Clinton : aimer la trigonométrie

On attribue généralement au conseiller politique Dick Morris la paternité de la stratégie de la triangulation qui a permis au président Clinton de naviguer paisiblement vers sa réélection en 1996 en se positionnant au centre de l’échiquier politique et en réunissant autour de ses propositions législatives une coalition d’élus modérés des deux partis. En cette ère de polarisation exacerbée, nul n’oserait croire que Biden pourrait réussir à recomposer un tel groupe bipartisan, mais son salut en 2024 pourrait passer par l’occupation d’un centre politique laissé vacant par les figures les plus visibles des deux partis au Congrès.

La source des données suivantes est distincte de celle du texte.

use super::context::RequestContext;
use crate::error::Result;
use async_trait::async_trait;
use std::time::Duration;
use tokio::time::Instant;

/// Counter state tracked for a single rate limit key
#[derive(Debug, Clone, PartialEq, Eq)]
pub struct CounterEntry {
    /// Admitted increments in the current window
    pub count: u64,
    /// When the current window began
    pub window_start: Instant,
    /// Window length, captured when the window was opened
    pub window: Duration,
}

impl CounterEntry {
    /// Open a fresh window with a count of one
    pub fn new(window: Duration, now: Instant) -> Self {
        Self {
            count: 1,
            window_start: now,
            window,
        }
    }

    /// Whether the window has run out at `now`
    pub fn is_expired(&self, now: Instant) -> bool {
        now.saturating_duration_since(self.window_start) >= self.window
    }

    /// Instant at which the current window closes
    pub fn expires_at(&self) -> Instant {
        self.window_start + self.window
    }
}

/// Storage backend for rate limit counters
///
/// Implementations must make `increment` a single atomic read-modify-write
/// per key. Every method checks the supplied context before doing any work
/// and returns its cancellation or timeout error unchanged.
#[async_trait]
pub trait RateLimitStore: Send + Sync {
    /// Count one request against `key`, opening a new window if needed.
    /// Returns the count after the increment.
    async fn increment(&self, ctx: &RequestContext, key: &str, window: Duration) -> Result<u64>;

    /// Current count, or 0 when the key is unknown or its window has expired
    async fn get(&self, ctx: &RequestContext, key: &str) -> Result<u64>;

    /// Zero the count and restart the window now
    async fn reset(&self, ctx: &RequestContext, key: &str) -> Result<()>;

    /// When the current window for `key` closes
    async fn get_expiry(&self, ctx: &RequestContext, key: &str) -> Result<Option<Instant>>;

    /// Move the window so that it closes at `at`
    async fn set_expiry(&self, ctx: &RequestContext, key: &str, at: Instant) -> Result<()>;

    /// Drop every expired entry, returning how many were removed
    async fn cleanup(&self, ctx: &RequestContext) -> Result<usize>;

    /// Number of keys currently tracked
    async fn len(&self) -> usize;

    async fn is_empty(&self) -> bool {
        self.len().await == 0
    }
}
//! Aggregated rate limiting telemetry
//!
//! The monitor only observes admission outcomes. Its lock is separate from
//! the counter store's lock, is never held across an await, and nothing in
//! the admission path reads it back.

use super::types::format_window;
use crate::error::RateLimitError;
use crate::metrics;
use chrono::{DateTime, Utc};
use parking_lot::Mutex;
use serde::Serialize;
use std::collections::HashMap;
use std::sync::Arc;
use std::time::Duration;
use tokio::task::JoinHandle;
use tokio::time::{interval, MissedTickBehavior};
use tokio_util::sync::CancellationToken;
use tracing::{debug, error, info, warn};

/// Default bound on keys held in the per-key maps
pub const DEFAULT_MAX_TRACKED_KEYS: usize = 10_000;

/// A single admission outcome reported by the middleware
#[derive(Debug, Clone, PartialEq, Eq)]
pub struct RateLimitEvent {
    pub key: String,
    pub client_ip: String,
    pub user_id: Option<String>,
    pub path: String,
    pub limit: u64,
    pub window: Duration,
    /// Count as seen by the caller; 0 when unknown
    pub count: u64,
}

/// Process-wide rate limiting counters
#[derive(Debug, Clone, Default, Serialize, PartialEq, Eq)]
pub struct RateLimitMetrics {
    pub total_requests: u64,
    pub allowed_requests: u64,
    pub blocked_requests: u64,
    pub error_count: u64,
    pub active_keys: usize,
    pub last_cleanup: Option<DateTime<Utc>>,
    pub violations_by_key: HashMap<String, u64>,
    pub requests_by_key: HashMap<String, u64>,
}

impl RateLimitMetrics {
    /// Percentage of checked requests that were blocked
    pub fn block_rate(&self) -> f64 {
        if self.total_requests == 0 {
            return 0.0;
        }
        self.blocked_requests as f64 / self.total_requests as f64 * 100.0
    }

    /// Keys with the most violations, highest first; ties ordered by key
    pub fn top_violators(&self, n: usize) -> Vec<(String, u64)> {
        top_entries(&self.violations_by_key, n)
    }
}

fn top_entries(map: &HashMap<String, u64>, n: usize) -> Vec<(String, u64)> {
    let mut entries: Vec<(String, u64)> = map
        .iter()
        .map(|(key, count)| (key.clone(), *count))
        .collect();

    entries.sort_by(|a, b| b.1.cmp(&a.1).then_with(|| a.0.cmp(&b.0)));
    entries.truncate(n);
    entries
}

/// Count `key` if it is already tracked or there is room for it
fn bump(map: &mut HashMap<String, u64>, key: &str, max_keys: usize) {
    if let Some(count) = map.get_mut(key) {
        *count += 1;
    } else if map.len() < max_keys {
        map.insert(key.to_string(), 1);
    }
}

/// Keep only the `keep` busiest keys
fn shrink(map: &mut HashMap<String, u64>, keep: usize) -> usize {
    if map.len() <= keep {
        return 0;
    }
    let before = map.len();
    *map = top_entries(map, keep).into_iter().collect();
    before - map.len()
}

/// Collects admission outcomes and logs periodic summaries
#[derive(Debug)]
pub struct RateLimitMonitor {
    metrics: Mutex<RateLimitMetrics>,
    max_tracked_keys: usize,
}

impl Default for RateLimitMonitor {
    fn default() -> Self {
        Self::with_max_tracked_keys(DEFAULT_MAX_TRACKED_KEYS)
    }
}

impl RateLimitMonitor {
    pub fn new() -> Self {
        Self::default()
    }

    /// Monitor whose per-key maps never hold more than `max_keys` entries
    pub fn with_max_tracked_keys(max_keys: usize) -> Self {
        Self {
            metrics: Mutex::new(RateLimitMetrics::default()),
            max_tracked_keys: max_keys.max(1),
        }
    }

    pub fn max_tracked_keys(&self) -> usize {
        self.max_tracked_keys
    }

    /// Record a request that passed the limiter
    pub fn record_allowed(&self, event: &RateLimitEvent) {
        {
            let mut m = self.metrics.lock();
            m.total_requests += 1;
            m.allowed_requests += 1;
            bump(&mut m.requests_by_key, &event.key, self.max_tracked_keys);
        }

        metrics::record_rate_limit_decision("allowed", &event.path);
    }

    /// Record a request rejected by the limiter
    pub fn record_blocked(&self, event: &RateLimitEvent) {
        {
            let mut m = self.metrics.lock();
            m.total_requests += 1;
            m.blocked_requests += 1;
            bump(&mut m.requests_by_key, &event.key, self.max_tracked_keys);
            bump(&mut m.violations_by_key, &event.key, self.max_tracked_keys);
        }

        warn!(
            key = %event.key,
            client_ip = %event.client_ip,
            user_id = event.user_id.as_deref().unwrap_or("-"),
            path = %event.path,
            limit = event.limit,
            window = %format_window(event.window),
            count = event.count,
            "Rate limit violation"
        );
        metrics::record_rate_limit_decision("blocked", &event.path);
        metrics::record_rate_limit_exceeded(&event.path);
    }

    /// Record a limiter failure that was let through
    pub fn record_error(&self, event: &RateLimitEvent, err: &RateLimitError) {
        {
            let mut m = self.metrics.lock();
            m.total_requests += 1;
            m.error_count += 1;
        }

        error!(
            key = %event.key,
            client_ip = %event.client_ip,
            path = %event.path,
            error = %err,
            "Rate limiter error, allowing request"
        );
        metrics::record_rate_limit_decision("error", &event.path);
    }

    /// Record the outcome of a cleanup sweep
    ///
    /// Once a per-key map is more than half full it is cut back to its busiest
    /// half, leaving room for keys first seen after the sweep.
    pub fn record_cleanup(&self, removed: usize, active_keys: usize) {
        let keep = self.max_tracked_keys / 2;
        let pruned = {
            let mut m = self.metrics.lock();
            m.active_keys = active_keys;
            m.last_cleanup = Some(Utc::now());
            shrink(&mut m.requests_by_key, keep) + shrink(&mut m.violations_by_key, keep)
        };

        if pruned > 0 {
            debug!(pruned, "Pruned per-key rate limit telemetry");
        }
        metrics::record_cleanup(removed, active_keys);
    }

    /// Deep copy of the current counters
    pub fn snapshot(&self) -> RateLimitMetrics {
        self.metrics.lock().clone()
    }

    /// Clear all counters
    pub fn reset(&self) {
        *self.metrics.lock() = RateLimitMetrics::default();
    }

    /// Log a summary every `every` until `token` is cancelled
    pub fn spawn_reporter(
        self: &Arc<Self>,
        every: Duration,
        top_n: usize,
        token: CancellationToken,
    ) -> JoinHandle<()> {
        let monitor = self.clone();

        tokio::spawn(async move {
            let mut ticker = interval(every);
            ticker.set_missed_tick_behavior(MissedTickBehavior::Delay);
            ticker.tick().await;

            loop {
                tokio::select! {
                    _ = token.cancelled() => {
                        info!("Rate limit reporter stopped");
                        break;
                    }
                    _ = ticker.tick() => {
                        let snapshot = monitor.snapshot();
                        let top = snapshot.top_violators(top_n);

                        info!(
                            total = snapshot.total_requests,
                            allowed = snapshot.allowed_requests,
                            blocked = snapshot.blocked_requests,
                            errors = snapshot.error_count,
                            active_keys = snapshot.active_keys,
                            block_rate = %format!("{:.2}%", snapshot.block_rate()),
                            top_violators = ?top,
                            "Rate limit summary"
                        );
                    }
                }
            }
        })
    }
}
//! Channel config loader (strict parsing).

pub mod schema;

use std::fs;
use std::path::Path;

use framelink_core::{FramelinkError, Result};

pub use schema::ChannelConfig;

pub fn load_from_file(path: impl AsRef<Path>) -> Result<ChannelConfig> {
    let s = fs::read_to_string(path)
        .map_err(|e| FramelinkError::Internal(format!("read config failed: {e}")))?;
    load_from_str(&s)
}

pub fn load_from_str(s: &str) -> Result<ChannelConfig> {
    let cfg: ChannelConfig = serde_yaml::from_str(s)
        .map_err(|e| FramelinkError::InvalidConfig(format!("invalid yaml: {e}")))?;
    cfg.validate()?;
    Ok(cfg)
}
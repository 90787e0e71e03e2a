//! The wire unit.

use serde::{Deserialize, Serialize};
use serde_json::Value;

use crate::identity::ProxyId;
use crate::surface::SurfaceHandle;

/// Message tag.
///
/// `proxy_id`-less kinds target the queue itself; object kinds other than
/// `ObjectCreate` arrive stamped with the identity they operate on.
#[derive(Debug, Clone, Copy, PartialEq, Eq, Hash, Serialize, Deserialize)]
#[serde(rename_all = "SCREAMING_SNAKE_CASE")]
pub enum MessageKind {
    SurfaceHandoff,
    Tick,
    AddListener,
    RemoveListener,
    Event,
    ObjectCreate,
    ObjectMethodCall,
    ObjectPropertySet,
    ObjectAddListener,
    ObjectRemoveListener,
}

/// A resource whose ownership moves with the batch.
///
/// Not `Clone` on purpose: constructing a `Transferable` consumes the
/// sender's handle, and decode hands it back out exactly once.
#[derive(Debug)]
pub enum Transferable {
    Surface(SurfaceHandle),
}

/// One enqueued message.
#[derive(Debug)]
pub struct Message {
    pub kind: MessageKind,
    /// Absent ⇒ targets the queue; present ⇒ targets a directory entry.
    pub proxy_id: Option<ProxyId>,
    /// Plain JSON record; anything richer is the serializer's problem.
    pub payload: Value,
    /// Resources moving with this message. Never serialized.
    pub transfer: Vec<Transferable>,
}

impl Message {
    /// Queue-targeted message.
    pub fn new(kind: MessageKind, payload: Value) -> Self {
        Self {
            kind,
            proxy_id: None,
            payload,
            transfer: Vec::new(),
        }
    }

    /// Message addressed to a specific directory entry.
    pub fn for_proxy(kind: MessageKind, proxy_id: ProxyId, payload: Value) -> Self {
        Self {
            kind,
            proxy_id: Some(proxy_id),
            payload,
            transfer: Vec::new(),
        }
    }

    /// Attach a transferable resource.
    pub fn with_transfer(mut self, resource: Transferable) -> Self {
        self.transfer.push(resource);
        self
    }
}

Pour fonctionner, une telle tactique impliquerait vraisemblablement, en plus d’attaquer constamment les membres les plus extrêmes du Parti républicain, de prendre ses distances avec la gauche du Parti démocrate afin de maintenir ses appuis auprès d’un électorat qui, dans son ensemble, n’est pas nécessairement aussi polarisé sur le plan idéologique qu’on tend à le croire.

***

Les élections de 2024 sont encore loin et sont entourées d’incertitudes : dans quel contexte géopolitique, social et économique se dérouleront-elles ? Quel sera l’effet des dizaines de nouvelles lois adoptées par les États pour encadrer les élections ? Donald Trump sera-t-il candidat ? Surtout : Joe Biden briguera-t-il un second mandat, lui qui aurait 82 ans au moment de sa seconde assermentation ? S’il devait choisir de se lancer, il pourrait suivre le plan de match suggéré par les expériences de ses prédécesseurs : utiliser les républicains comme bouc émissaire, naviguer au centre, se croiser les doigts pour que les pires crises soient derrière lui et, si possible, sortir un lapin de son chapeau. Un plan simple qui a bien fonctionné pour un certain Barack Obama en 2012.

 

[1] Dans le cas de Truman, il s’agissait de sa première élection en tant que candidat présidentiel puisqu’il avait été élu en 1944 en tant que vice-président de Franklin Roosevelt avant de lui succéder en avril 1945.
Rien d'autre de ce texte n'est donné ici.